# Action item
Which lines in the listing below contain the word "HashMap"? Copy each one.
##########
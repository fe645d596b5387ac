//! JSON encoding and decoding for [`Schema`].
//!
//! A schema serializes to one flat JSON object: the fixed fields first (in a
//! stable order, empty values omitted), then [`Schema::extensions`], then
//! [`Schema::extra_props`]. Decoding is the reverse and is used for JSON
//! literals embedded in annotations (for example `items={"type":"string"}`).

use std::collections::BTreeMap;

use serde::de::{self, Deserializer};
use serde::ser::{SerializeMap, Serializer};
use serde::{Deserialize, Serialize};
use serde_json::{Map, Value};
use thiserror::Error;

use crate::{
    Schema, SchemaItems, SchemaOrBool, SchemaOrStringArray, SchemaProperties, SchemaType,
    is_extension_key,
};

/// Errors raised while decoding a JSON value into a [`Schema`].
#[derive(Debug, Clone, PartialEq, Eq, Error)]
pub enum DecodeError {
    /// The value (or a nested value) must be a JSON object.
    #[error("expected a schema object, found {0}")]
    NotAnObject(&'static str),
    /// A fixed field holds a value of the wrong JSON type.
    #[error("invalid value for `{field}`: expected {expected}")]
    InvalidField {
        field: &'static str,
        expected: &'static str,
    },
    /// The text is not valid JSON.
    #[error("invalid JSON: {0}")]
    Syntax(String),
}

impl Serialize for Schema {
    fn serialize<S: Serializer>(&self, serializer: S) -> Result<S::Ok, S::Error> {
        let mut map = serializer.serialize_map(None)?;

        put_str(&mut map, "$ref", &self.reference)?;
        put_str(&mut map, "$schema", &self.meta_schema)?;
        put_str(&mut map, "id", &self.id)?;
        put_str(&mut map, "description", &self.description)?;
        if !self.types.is_empty() {
            map.serialize_entry("type", &self.types)?;
        }
        put_flag(&mut map, "nullable", self.nullable)?;
        put_str(&mut map, "format", &self.format)?;
        put_str(&mut map, "title", &self.title)?;
        put_opt(&mut map, "default", non_null(&self.default))?;
        put_opt(&mut map, "maximum", self.maximum.as_ref())?;
        put_flag(&mut map, "exclusiveMaximum", self.exclusive_maximum)?;
        put_opt(&mut map, "minimum", self.minimum.as_ref())?;
        put_flag(&mut map, "exclusiveMinimum", self.exclusive_minimum)?;
        put_opt(&mut map, "maxLength", self.max_length.as_ref())?;
        put_opt(&mut map, "minLength", self.min_length.as_ref())?;
        put_str(&mut map, "pattern", &self.pattern)?;
        put_opt(&mut map, "maxItems", self.max_items.as_ref())?;
        put_opt(&mut map, "minItems", self.min_items.as_ref())?;
        put_flag(&mut map, "uniqueItems", self.unique_items)?;
        put_opt(&mut map, "multipleOf", self.multiple_of.as_ref())?;
        put_list(&mut map, "enum", &self.enum_values)?;
        put_opt(&mut map, "maxProperties", self.max_properties.as_ref())?;
        put_opt(&mut map, "minProperties", self.min_properties.as_ref())?;
        put_list(&mut map, "required", &self.required)?;
        put_list(&mut map, "allOf", &self.all_of)?;
        put_list(&mut map, "oneOf", &self.one_of)?;
        put_list(&mut map, "anyOf", &self.any_of)?;
        put_opt(&mut map, "not", self.not.as_ref())?;
        if !self.properties.is_empty() {
            map.serialize_entry("properties", &self.properties)?;
        }
        put_opt(
            &mut map,
            "additionalProperties",
            self.additional_properties.as_ref(),
        )?;
        if !self.pattern_properties.is_empty() {
            map.serialize_entry("patternProperties", &self.pattern_properties)?;
        }
        if !self.dependencies.is_empty() {
            map.serialize_entry("dependencies", &self.dependencies)?;
        }
        put_opt(&mut map, "additionalItems", self.additional_items.as_ref())?;
        if !self.definitions.is_empty() {
            map.serialize_entry("definitions", &self.definitions)?;
        }
        put_opt(&mut map, "items", self.items.as_ref())?;
        put_opt(&mut map, "example", non_null(&self.example))?;
        put_str(&mut map, "discriminator", &self.discriminator)?;
        put_flag(&mut map, "readOnly", self.read_only)?;

        for (key, value) in &self.extensions {
            map.serialize_entry(key, value)?;
        }
        // Extensions win a key clash so the object never repeats a key.
        for (key, value) in &self.extra_props {
            if !self.extensions.contains_key(key) {
                map.serialize_entry(key, value)?;
            }
        }
        map.end()
    }
}

fn put_str<M: SerializeMap>(map: &mut M, key: &str, value: &str) -> Result<(), M::Error> {
    if value.is_empty() {
        return Ok(());
    }
    map.serialize_entry(key, value)
}

fn put_flag<M: SerializeMap>(map: &mut M, key: &str, value: bool) -> Result<(), M::Error> {
    if !value {
        return Ok(());
    }
    map.serialize_entry(key, &true)
}

fn put_opt<M: SerializeMap, T: Serialize>(
    map: &mut M,
    key: &str,
    value: Option<&T>,
) -> Result<(), M::Error> {
    match value {
        Some(value) => map.serialize_entry(key, value),
        None => Ok(()),
    }
}

fn put_list<M: SerializeMap, T: Serialize>(
    map: &mut M,
    key: &str,
    values: &[T],
) -> Result<(), M::Error> {
    if values.is_empty() {
        return Ok(());
    }
    map.serialize_entry(key, values)
}

fn non_null(value: &Option<Value>) -> Option<&Value> {
    value.as_ref().filter(|v| !v.is_null())
}

impl Serialize for SchemaType {
    fn serialize<S: Serializer>(&self, serializer: S) -> Result<S::Ok, S::Error> {
        match self.as_slice() {
            [only] => serializer.serialize_str(only),
            many => many.serialize(serializer),
        }
    }
}

impl Serialize for SchemaProperties {
    fn serialize<S: Serializer>(&self, serializer: S) -> Result<S::Ok, S::Error> {
        let mut map = serializer.serialize_map(Some(self.len()))?;
        for property in self.iter() {
            map.serialize_entry(&property.name, &property.schema)?;
        }
        map.end()
    }
}

impl Serialize for SchemaItems {
    fn serialize<S: Serializer>(&self, serializer: S) -> Result<S::Ok, S::Error> {
        match self {
            Self::Single(schema) => schema.serialize(serializer),
            Self::Array(items) => items.serialize(serializer),
        }
    }
}

impl Serialize for SchemaOrBool {
    fn serialize<S: Serializer>(&self, serializer: S) -> Result<S::Ok, S::Error> {
        match self {
            Self::Bool(allows) => serializer.serialize_bool(*allows),
            Self::Schema(schema) => schema.serialize(serializer),
        }
    }
}

impl Serialize for SchemaOrStringArray {
    fn serialize<S: Serializer>(&self, serializer: S) -> Result<S::Ok, S::Error> {
        match self {
            Self::Properties(names) => names.serialize(serializer),
            Self::Schema(schema) => schema.serialize(serializer),
        }
    }
}

impl<'de> Deserialize<'de> for Schema {
    fn deserialize<D: Deserializer<'de>>(deserializer: D) -> Result<Self, D::Error> {
        let value = Value::deserialize(deserializer)?;
        Schema::from_json(value).map_err(de::Error::custom)
    }
}

impl Schema {
    /// Decodes a JSON object into a schema.
    ///
    /// Known keywords fill their fields, `x-*` keywords land in
    /// [`extensions`](Schema::extensions), and everything else lands in
    /// [`extra_props`](Schema::extra_props). Property order follows the order
    /// of the source object.
    ///
    /// # Errors
    ///
    /// Returns [`DecodeError`] when the value is not an object or a fixed
    /// field holds a value of the wrong type.
    ///
    /// # Examples
    ///
    /// ```
    /// use values_schema_core::Schema;
    ///
    /// let schema = Schema::from_json(serde_json::json!({
    ///     "type": ["string", "null"],
    ///     "maxLength": 8,
    ///     "x-order": 2,
    ///     "render": "textarea"
    /// }))
    /// .unwrap();
    ///
    /// assert_eq!(schema.types.as_slice(), ["string", "null"]);
    /// assert_eq!(schema.max_length, Some(8));
    /// assert!(schema.extensions.contains_key("x-order"));
    /// assert!(schema.extra_props.contains_key("render"));
    /// ```
    pub fn from_json(value: Value) -> Result<Self, DecodeError> {
        let object = match value {
            Value::Object(object) => object,
            other => return Err(DecodeError::NotAnObject(json_kind(&other))),
        };

        let mut schema = Schema::default();
        for (key, value) in object {
            match key.as_str() {
                "$ref" => schema.reference = expect_string("$ref", value)?,
                "$schema" => schema.meta_schema = expect_string("$schema", value)?,
                "id" => schema.id = expect_string("id", value)?,
                "description" => schema.description = expect_string("description", value)?,
                "type" => schema.types = decode_type(value)?,
                "nullable" => schema.nullable = expect_bool("nullable", value)?,
                "format" => schema.format = expect_string("format", value)?,
                "title" => schema.title = expect_string("title", value)?,
                "default" => schema.default = Some(value),
                "maximum" => schema.maximum = Some(expect_f64("maximum", value)?),
                "exclusiveMaximum" => {
                    schema.exclusive_maximum = expect_bool("exclusiveMaximum", value)?
                }
                "minimum" => schema.minimum = Some(expect_f64("minimum", value)?),
                "exclusiveMinimum" => {
                    schema.exclusive_minimum = expect_bool("exclusiveMinimum", value)?
                }
                "maxLength" => schema.max_length = Some(expect_i64("maxLength", value)?),
                "minLength" => schema.min_length = Some(expect_i64("minLength", value)?),
                "pattern" => schema.pattern = expect_string("pattern", value)?,
                "maxItems" => schema.max_items = Some(expect_i64("maxItems", value)?),
                "minItems" => schema.min_items = Some(expect_i64("minItems", value)?),
                "uniqueItems" => schema.unique_items = expect_bool("uniqueItems", value)?,
                "multipleOf" => schema.multiple_of = Some(expect_f64("multipleOf", value)?),
                "enum" => schema.enum_values = expect_array("enum", value)?,
                "maxProperties" => {
                    schema.max_properties = Some(expect_i64("maxProperties", value)?)
                }
                "minProperties" => {
                    schema.min_properties = Some(expect_i64("minProperties", value)?)
                }
                "required" => schema.required = decode_string_list("required", value)?,
                "allOf" => schema.all_of = decode_schema_list("allOf", value)?,
                "oneOf" => schema.one_of = decode_schema_list("oneOf", value)?,
                "anyOf" => schema.any_of = decode_schema_list("anyOf", value)?,
                "not" => schema.not = Some(Box::new(Schema::from_json(value)?)),
                "properties" => schema.properties = decode_properties("properties", value)?,
                "additionalProperties" => {
                    schema.additional_properties = Some(SchemaOrBool::from_json(value)?)
                }
                "patternProperties" => {
                    schema.pattern_properties = decode_properties("patternProperties", value)?
                }
                "dependencies" => schema.dependencies = decode_dependencies(value)?,
                "additionalItems" => {
                    schema.additional_items = Some(SchemaOrBool::from_json(value)?)
                }
                "definitions" => schema.definitions = decode_definitions(value)?,
                "items" => schema.items = Some(SchemaItems::from_json(value)?),
                "example" => schema.example = Some(value),
                "discriminator" => schema.discriminator = expect_string("discriminator", value)?,
                "readOnly" => schema.read_only = expect_bool("readOnly", value)?,
                _ if is_extension_key(&key) => {
                    schema.extensions.insert(key, value);
                }
                _ => {
                    schema.extra_props.insert(key, value);
                }
            }
        }
        Ok(schema)
    }

    /// Decodes a JSON document held in a string.
    pub fn from_json_str(text: &str) -> Result<Self, DecodeError> {
        let value: Value =
            serde_json::from_str(text).map_err(|err| DecodeError::Syntax(err.to_string()))?;
        Self::from_json(value)
    }
}
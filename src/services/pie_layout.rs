use std::f64::consts::{FRAC_PI_2, TAU};

use crate::models::settings::ChartConfig;
use crate::models::stats::{LabelPoint, PieLabels};

fn total(values: &[f64]) -> f64 {
    values.iter().sum()
}

/// Start and end angle in radians of every segment, walking clockwise from
/// 12 o'clock. Empty when the values sum to zero.
pub fn segment_angles(values: &[f64]) -> Vec<(f64, f64)> {
    let total = total(values);
    if total <= 0.0 {
        return Vec::new();
    }

    let mut start = -FRAC_PI_2;
    values
        .iter()
        .map(|value| {
            let end = start + (value / total) * TAU;
            let angles = (start, end);
            start = end;
            angles
        })
        .collect()
}

pub fn point_on_circle(angle: f64, radius: f64, center: (f64, f64)) -> LabelPoint {
    LabelPoint {
        x: radius.mul_add(angle.cos(), center.0),
        y: radius.mul_add(angle.sin(), center.1),
    }
}

/// Label anchors at each segment's angular midpoint, `label_radius` from the
/// centre of a `width` × `height` chart.
pub fn layout_labels(
    values: &[f64],
    width: f64,
    height: f64,
    label_radius: f64,
) -> Vec<LabelPoint> {
    let center = (width / 2.0, height / 2.0);
    segment_angles(values)
        .into_iter()
        .map(|(start, end)| point_on_circle((start + end) / 2.0, label_radius, center))
        .collect()
}

pub fn percentages(values: &[f64]) -> Vec<f64> {
    let total = total(values);
    if total <= 0.0 {
        return Vec::new();
    }
    values.iter().map(|value| value / total * 100.0).collect()
}

/// Outer grade labels plus the inner ring used for the selected segment's
/// percentage callout. `None` for an all-zero dataset.
pub fn layout_pie(values: &[f64], chart: &ChartConfig) -> Option<PieLabels> {
    if total(values) <= 0.0 {
        return None;
    }

    Some(PieLabels {
        outer: layout_labels(values, chart.width, chart.height, chart.label_radius),
        inner: layout_labels(values, chart.width, chart.height, chart.inner_label_radius),
        percentages: percentages(values),
    })
}
use thiserror::Error;
use tracing::{error, warn};

pub type AppResult<T> = Result<T, AppError>;

#[derive(Debug, Error)]
pub enum AppError {
    #[error("validation failed: {message}")]
    Validation { message: String },

    #[error("invalid color: {value}")]
    InvalidColor { value: String },

    #[error("serialization error: {0}")]
    Serialization(#[from] serde_json::Error),

    #[error("yaml error: {0}")]
    Yaml(#[from] serde_yaml::Error),

    #[error("io error: {0}")]
    Io(#[from] std::io::Error),

    #[error("{0}")]
    Other(String),
}

impl AppError {
    pub fn validation(message: impl Into<String>) -> Self {
        let message = message.into();
        warn!(target: "app::validation", %message, "validation error");
        AppError::Validation { message }
    }

    pub fn invalid_color(value: impl Into<String>) -> Self {
        let value = value.into();
        warn!(target: "app::validation", %value, "invalid color");
        AppError::InvalidColor { value }
    }

    pub fn other(message: impl Into<String>) -> Self {
        let message = message.into();
        error!(target: "app::other", %message, "other error");
        AppError::Other(message)
    }

    pub fn is_validation(&self) -> bool {
        matches!(
            self,
            AppError::Validation { .. } | AppError::InvalidColor { .. }
        )
    }
}
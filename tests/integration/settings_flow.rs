use std::fs;

use climblog_stats::error::AppError;
use climblog_stats::models::settings::{GradePalette, GradingSettings, GradingSystem, StatsConfig};
use climblog_stats::services::settings_service::{load_config, SettingsService, SettingsUpdateInput};
use climblog_stats::services::stats_service::StatsService;
use climblog_stats::utils::logger::init_logging;
use tempfile::tempdir;

#[test]
fn yaml_config_overrides_defaults() {
    let dir = tempdir().expect("temp dir");
    let path = dir.path().join("stats.yaml");
    fs::write(
        &path,
        r#"
timezone: America/Denver
legendColumns: 3
chart:
  width: 300
  height: 320
  labelRadius: 120
  innerLabelRadius: 90
colors:
  maxAttempts: 500
  seed: 7
"#,
    )
    .expect("write config");

    let config = load_config(&path).expect("load yaml config");
    assert_eq!(config.timezone, "America/Denver");
    assert_eq!(config.legend_columns, 3);
    assert_eq!(config.chart.width, 300.0);
    assert_eq!(config.chart.height, 320.0);
    assert_eq!(config.chart.label_radius, 120.0);
    assert_eq!(config.chart.inner_label_radius, 90.0);
    assert_eq!(config.colors.max_attempts, Some(500));
    assert_eq!(config.colors.seed, Some(7));

    let service = StatsService::new(config, GradePalette::default()).expect("service");
    assert_eq!(service.timezone().name(), "America/Denver");
}

#[test]
fn json_config_uses_defaults_for_missing_fields() {
    let dir = tempdir().expect("temp dir");
    let path = dir.path().join("stats.json");
    fs::write(&path, r#"{ "legendColumns": 2 }"#).expect("write config");

    let config = load_config(&path).expect("load json config");
    assert_eq!(config.legend_columns, 2);
    assert_eq!(config.timezone, "UTC");
    assert_eq!(config.chart, StatsConfig::default().chart);
    assert!(config.colors.max_attempts.is_none());
}

#[test]
fn config_errors_are_reported() {
    let dir = tempdir().expect("temp dir");

    let unsupported = dir.path().join("stats.toml");
    fs::write(&unsupported, "legendColumns = 2").expect("write config");
    assert!(matches!(
        load_config(&unsupported),
        Err(AppError::Validation { .. })
    ));

    let broken = dir.path().join("broken.json");
    fs::write(&broken, "{ legendColumns: ").expect("write config");
    assert!(matches!(
        load_config(&broken),
        Err(AppError::Serialization(_))
    ));

    let bad_zone = dir.path().join("zone.yml");
    fs::write(&bad_zone, "timezone: Moon/Tranquility\n").expect("write config");
    assert!(load_config(&bad_zone).expect_err("unknown zone").is_validation());

    let missing = dir.path().join("missing.yaml");
    assert!(matches!(load_config(&missing), Err(AppError::Io(_))));
}

#[test]
fn settings_updates_flow_into_palette() {
    let settings = SettingsService::new(GradingSettings::default()).expect("settings");
    assert!(!settings.palette().expect("palette").chromatic_active);

    let updated = settings
        .update(SettingsUpdateInput {
            grading_system: Some(GradingSystem::Chromatic),
            chromatic_colors: Some(vec![" #ff8800 ".into(), "#0af".into()]),
        })
        .expect("update");
    assert_eq!(updated.chromatic_grades.len(), 2);
    assert_eq!(updated.chromatic_grades[0].color, "#ff8800");

    let palette = settings.palette().expect("palette");
    assert!(palette.chromatic_active);
    assert!(palette.contains("#FF8800"));
    assert!(palette.contains("#0AF"));

    let options = settings.grade_options().expect("options");
    let values: Vec<&str> = options.iter().map(|option| option.value.as_str()).collect();
    assert_eq!(values, vec!["#ff8800", "#0af"]);

    let serialized = serde_json::to_value(settings.get().expect("settings")).expect("serialize");
    assert_eq!(serialized["gradingSystem"], "Chromatic");
    assert_eq!(serialized["chromaticGrades"][1]["color"], "#0af");
}

#[test]
fn grading_settings_deserialize_display_names() {
    let settings: GradingSettings = serde_json::from_str(
        r##"{
            "gradingSystem": "Yosemite Decimal System",
            "chromaticGrades": [{ "color": "#123" }]
        }"##,
    )
    .expect("deserialize");
    assert_eq!(settings.grading_system, GradingSystem::Yosemite);

    let service = SettingsService::new(settings).expect("service");
    let options = service.grade_options().expect("options");
    assert_eq!(options[0].label, "5.5");
    assert_eq!(options.last().map(|option| option.value.as_str()), Some("5.15d"));
}

#[test]
fn logging_initializes_once() {
    let dir = tempdir().expect("temp dir");
    let log_dir = dir.path().join("logs");

    init_logging(Some(&log_dir)).expect("first init");
    init_logging(Some(&log_dir)).expect("second init is a no-op");
    assert!(log_dir.is_dir());
}
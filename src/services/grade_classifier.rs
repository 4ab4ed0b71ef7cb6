use std::collections::{HashMap, HashSet};

use serde::{Deserialize, Serialize};
use tracing::debug;

use crate::models::climb::ClimbRecord;
use crate::models::settings::GradePalette;
use crate::models::stats::GradeGroup;
use crate::services::color_service::ColorGenerator;

/// Grade → colour assignments remembered across classifier calls.
///
/// Entries are only ever added; a grade keeps its first colour for the life
/// of the cache.
#[derive(Debug, Clone, Default, PartialEq, Eq, Serialize, Deserialize)]
pub struct ColorCache {
    entries: HashMap<String, String>,
}

impl ColorCache {
    pub fn new() -> Self {
        Self::default()
    }

    pub fn get(&self, grade: &str) -> Option<&str> {
        self.entries.get(grade).map(String::as_str)
    }

    /// Stores `color` for `grade` unless the grade already has one, and
    /// returns the colour now on record.
    pub fn remember(&mut self, grade: &str, color: String) -> &str {
        self.entries.entry(grade.to_string()).or_insert(color).as_str()
    }

    pub fn colors(&self) -> impl Iterator<Item = &str> {
        self.entries.values().map(String::as_str)
    }

    pub fn len(&self) -> usize {
        self.entries.len()
    }

    pub fn is_empty(&self) -> bool {
        self.entries.is_empty()
    }
}

/// Groups climbs by grade, most climbed first, and gives each grade a colour.
///
/// Ties keep the order in which the grades were first seen.
pub fn classify(
    records: &[ClimbRecord],
    palette: &GradePalette,
    cache: &mut ColorCache,
    generator: &mut dyn ColorGenerator,
) -> Vec<GradeGroup> {
    let mut counts: Vec<(String, u32)> = Vec::new();
    let mut positions: HashMap<&str, usize> = HashMap::new();

    for record in records {
        let grade = record.grade_key();
        match positions.get(grade) {
            Some(index) => counts[*index].1 += 1,
            None => {
                positions.insert(grade, counts.len());
                counts.push((grade.to_string(), 1));
            }
        }
    }

    counts.sort_by(|left, right| right.1.cmp(&left.1));

    let groups: Vec<GradeGroup> = counts
        .into_iter()
        .map(|(grade, count)| {
            let color = color_for_grade(&grade, palette, cache, generator);
            GradeGroup {
                display_label: display_label(&grade),
                grade,
                count,
                color,
            }
        })
        .collect();

    debug!(
        target: "app::stats",
        records = records.len(),
        grades = groups.len(),
        cached_colors = cache.len(),
        "classified climbs by grade"
    );
    groups
}

pub fn color_for_grade(
    grade: &str,
    palette: &GradePalette,
    cache: &mut ColorCache,
    generator: &mut dyn ColorGenerator,
) -> String {
    if palette.chromatic_active && palette.contains(grade) {
        return grade.to_string();
    }

    if let Some(color) = cache.get(grade) {
        return color.to_string();
    }

    let forbidden: HashSet<String> = palette
        .colors()
        .map(str::to_string)
        .chain(cache.colors().map(str::to_lowercase))
        .collect();
    let color = generator.next_color(grade, &forbidden);
    debug!(target: "app::colors", %grade, %color, "assigned new grade color");
    cache.remember(grade, color).to_string()
}

/// Colour grades render as swatches, so they carry no text label.
pub fn display_label(grade: &str) -> String {
    if grade.starts_with('#') {
        String::new()
    } else {
        grade.to_string()
    }
}

/// Splits the legend into `columns` contiguous slices of `ceil(n / columns)`
/// groups each. Trailing columns can be empty.
pub fn partition_columns(groups: &[GradeGroup], columns: usize) -> Vec<Vec<GradeGroup>> {
    if columns == 0 {
        return Vec::new();
    }

    let per_column = groups.len().div_ceil(columns);
    (0..columns)
        .map(|column| {
            let start = (column * per_column).min(groups.len());
            let end = ((column + 1) * per_column).min(groups.len());
            groups[start..end].to_vec()
        })
        .collect()
}
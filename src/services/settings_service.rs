use std::collections::HashSet;
use std::path::Path;
use std::sync::{RwLock, RwLockWriteGuard};

use tracing::{debug, info};

use crate::error::{AppError, AppResult};
use crate::models::settings::{
    ChromaticGrade, GradeOption, GradePalette, GradingSettings, GradingSystem, StatsConfig,
};
use crate::services::color_service::is_hex_color;
use crate::services::grade_classifier::display_label;
use crate::services::grading_catalog::grades_for;
use crate::utils::dates::parse_timezone;

#[derive(Debug, Default, Clone)]
pub struct SettingsUpdateInput {
    pub grading_system: Option<GradingSystem>,
    pub chromatic_colors: Option<Vec<String>>,
}

/// Holds the active grading system and the user's chromatic palette.
pub struct SettingsService {
    cache: RwLock<GradingSettings>,
}

impl SettingsService {
    pub fn new(initial: GradingSettings) -> AppResult<Self> {
        let colors: Vec<String> = initial
            .chromatic_grades
            .iter()
            .map(|grade| grade.color.clone())
            .collect();
        let chromatic_grades = validate_chromatic_colors(&colors)?;

        Ok(Self {
            cache: RwLock::new(GradingSettings {
                grading_system: initial.grading_system,
                chromatic_grades,
            }),
        })
    }

    pub fn get(&self) -> AppResult<GradingSettings> {
        self.cache
            .read()
            .map(|guard| guard.clone())
            .map_err(|_| AppError::other("settings lock poisoned"))
    }

    pub fn update(&self, input: SettingsUpdateInput) -> AppResult<GradingSettings> {
        let chromatic_grades = input
            .chromatic_colors
            .as_deref()
            .map(validate_chromatic_colors)
            .transpose()?;

        let mut guard = self.write_guard()?;
        if let Some(grades) = chromatic_grades {
            guard.chromatic_grades = grades;
        }
        if let Some(system) = input.grading_system {
            guard.grading_system = system;
        }

        info!(
            target: "app::settings",
            grading_system = guard.grading_system.as_str(),
            chromatic_colors = guard.chromatic_grades.len(),
            "grading settings updated"
        );
        Ok(guard.clone())
    }

    /// Flips between Hueco and Fontainebleau; any other system goes back to Hueco.
    pub fn toggle_grading_system(&self) -> AppResult<GradingSettings> {
        let mut guard = self.write_guard()?;
        guard.grading_system = match guard.grading_system {
            GradingSystem::Hueco => GradingSystem::Fontainebleau,
            _ => GradingSystem::Hueco,
        };

        info!(
            target: "app::settings",
            grading_system = guard.grading_system.as_str(),
            "grading system toggled"
        );
        Ok(guard.clone())
    }

    pub fn palette(&self) -> AppResult<GradePalette> {
        Ok(GradePalette::from_settings(&self.get()?))
    }

    /// Pick-list entries for the active grading system.
    pub fn grade_options(&self) -> AppResult<Vec<GradeOption>> {
        let settings = self.get()?;
        let values: Vec<String> = match settings.grading_system {
            GradingSystem::Chromatic => settings
                .chromatic_grades
                .into_iter()
                .map(|grade| grade.color)
                .collect(),
            system => grades_for(system),
        };

        Ok(values
            .into_iter()
            .map(|value| GradeOption {
                label: if is_hex_color(&value) {
                    String::new()
                } else {
                    display_label(&value)
                },
                value,
            })
            .collect())
    }

    fn write_guard(&self) -> AppResult<RwLockWriteGuard<'_, GradingSettings>> {
        self.cache
            .write()
            .map_err(|_| AppError::other("settings lock poisoned"))
    }
}

fn validate_chromatic_colors(colors: &[String]) -> AppResult<Vec<ChromaticGrade>> {
    let mut seen = HashSet::new();
    let mut grades = Vec::with_capacity(colors.len());

    for raw in colors {
        let color = raw.trim();
        if !is_hex_color(color) {
            return Err(AppError::invalid_color(color));
        }
        if !seen.insert(color.to_lowercase()) {
            return Err(AppError::validation(format!(
                "chromatic color {color} is listed more than once"
            )));
        }
        grades.push(ChromaticGrade {
            color: color.to_string(),
        });
    }

    Ok(grades)
}

/// Reads a `StatsConfig` from a `.yaml`, `.yml` or `.json` file.
pub fn load_config(path: &Path) -> AppResult<StatsConfig> {
    let raw = std::fs::read_to_string(path)?;
    let extension = path
        .extension()
        .and_then(|value| value.to_str())
        .map(str::to_ascii_lowercase);

    let config: StatsConfig = match extension.as_deref() {
        Some("yaml") | Some("yml") => serde_yaml::from_str(&raw)?,
        Some("json") => serde_json::from_str(&raw)?,
        _ => {
            return Err(AppError::validation(format!(
                "unsupported config format: {}",
                path.display()
            )))
        }
    };

    validate_config(&config)?;
    debug!(
        target: "app::config",
        path = %path.display(),
        timezone = %config.timezone,
        "loaded stats config"
    );
    Ok(config)
}

pub fn validate_config(config: &StatsConfig) -> AppResult<()> {
    parse_timezone(&config.timezone)?;

    if config.legend_columns == 0 {
        return Err(AppError::validation("legendColumns must be at least 1"));
    }

    let chart = &config.chart;
    let dimensions = [
        chart.width,
        chart.height,
        chart.label_radius,
        chart.inner_label_radius,
    ];
    if dimensions
        .iter()
        .any(|value| !value.is_finite() || *value <= 0.0)
    {
        return Err(AppError::validation("chart dimensions must be positive"));
    }

    if chart.inner_label_radius > chart.label_radius {
        return Err(AppError::validation(
            "innerLabelRadius must not exceed labelRadius",
        ));
    }

    if config.colors.max_attempts == Some(0) {
        return Err(AppError::validation("colors.maxAttempts must be at least 1"));
    }

    Ok(())
}
pub mod bucket_service;
pub mod climb_query;
pub mod color_service;
pub mod grade_classifier;
pub mod grading_catalog;
pub mod pie_layout;
pub mod segment_filter;
pub mod settings_service;
pub mod stats_service;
##########
# Your solution
use std::collections::{HashMap, HashSet};
    entries: HashMap<String, String>,
    let mut positions: HashMap<&str, usize> = HashMap::new();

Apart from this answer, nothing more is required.